BerlinIn einen goldfarbenen Monokini gehüllt, liegt Britney Spears im Sand. Sie hat den Rücken angehoben, streckt den durchtrainierten Körper, ihre blonde Mähne fällt nach hinten, die Hände halten sich an einer weißen Kette fest. Weit und breit ist kein Mensch zu sehen. Die Sonne scheint auf ihre gebräunte Haut, ein paar Sandkörner wehen übers Gesicht. Es ist Mai 2020, und Britney Spears scheint es gut zu gehen.

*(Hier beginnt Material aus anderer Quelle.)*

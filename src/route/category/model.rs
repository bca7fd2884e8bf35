use serde::{Deserialize, Serialize};
use validator::Validate;

/// Number of suggestions returned per autocomplete page.
pub const AUTOCOMPLETE_PAGE_SIZE: usize = 10;

/// A single category that recipes can be filed under.
#[derive(Debug, Clone, Serialize, sqlx::FromRow)]
pub struct Category {
	pub id: i64,
	pub name: String,
}

#[derive(Default, Deserialize, Serialize, Validate)]
pub struct CategoryInput {
	#[serde(default)]
	#[validate(length(min = 1, max = 64, message = "må være mellom 1 og 64 tegn"))]
	pub name: String,
}

#[derive(Deserialize, Validate)]
pub struct AutocompleteInput {
	/// The fragment typed so far.
	pub q: Option<String>,
	#[serde(default = "first_page")]
	#[validate(range(min = 1, message = "må være minst 1"))]
	pub page: i64,
}

fn first_page() -> i64 {
	1
}

impl AutocompleteInput {
	/// The lowercased fragment, or `None` if it is blank.
	fn fragment(&self) -> Option<String> {
		self.q
			.as_deref()
			.filter(|q| !q.trim().is_empty())
			.map(str::to_lowercase)
	}

	/// Number of matches skipped before the requested page.
	pub fn offset(&self) -> usize {
		usize::try_from(self.page.saturating_sub(1))
			.unwrap_or(usize::MAX)
			.saturating_mul(AUTOCOMPLETE_PAGE_SIZE)
	}

	/// Picks the requested page of categories whose name starts with the
	/// fragment, ignoring case. `categories` must be sorted by name.
	pub fn suggest(&self, categories: Vec<Category>) -> Suggestions {
		let fragment = self.fragment();
		let mut matches = categories
			.into_iter()
			.filter(|category| {
				fragment
					.as_deref()
					.map_or(true, |fragment| category.name.to_lowercase().starts_with(fragment))
			})
			.skip(self.offset());

		let results = matches
			.by_ref()
			.take(AUTOCOMPLETE_PAGE_SIZE)
			.map(Into::into)
			.collect();

		Suggestions {
			results,
			pagination: Pagination {
				more: matches.next().is_some(),
			},
		}
	}
}

/// A suggestion in the shape the select widget expects.
#[derive(Debug, Serialize, Deserialize)]
pub struct Suggestion {
	pub id: String,
	pub text: String,
	pub selected_text: String,
}

impl From<Category> for Suggestion {
	fn from(category: Category) -> Self {
		Self {
			id: category.id.to_string(),
			text: category.name.clone(),
			selected_text: category.name,
		}
	}
}

#[derive(Debug, Serialize, Deserialize)]
pub struct Pagination {
	pub more: bool,
}

#[derive(Debug, Serialize, Deserialize)]
pub struct Suggestions {
	pub results: Vec<Suggestion>,
	pub pagination: Pagination,
}

impl Suggestions {
	pub fn empty() -> Self {
		Self {
			results: Vec::new(),
			pagination: Pagination { more: false },
		}
	}
}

Als ihr letztes Album „Glory“ vier Jahre nach Veröffentlichung im Mai plötzlich wieder in den iTunes-Charts landet, überrascht die Popsängerin in den sozialen Netzwerken mit diesem Foto. Zuvor hatten sich auf ihren Social-Media-Kanälen überwiegend eintönige Beiträge aus ihrer 1250-Quadratmeter-Villa angesammelt, der Villa, die auf ihrem 8,5 Hektar großen Anwesen im kalifornischen Thousand Oaks steht. Man sah Britney mit schwarz verschmierten Augen, geblümtem Crop-Top und kurzen Shorts – lächelnd, tanzend, posierend, mit ihrem 26-jährigen Freund und Fitnesstrainer Sam Asghari oder allein. Manchmal fanden sich auch Gedichte von Rainer Maria Rilke oder Blumenbilder, doch mehr war da nicht. Ihre Fans fürchteten deswegen, dass es ihr nicht gut gehe, dass sie von ihrem 68-jährigen Vater Jamie Spears gefangen gehalten werde.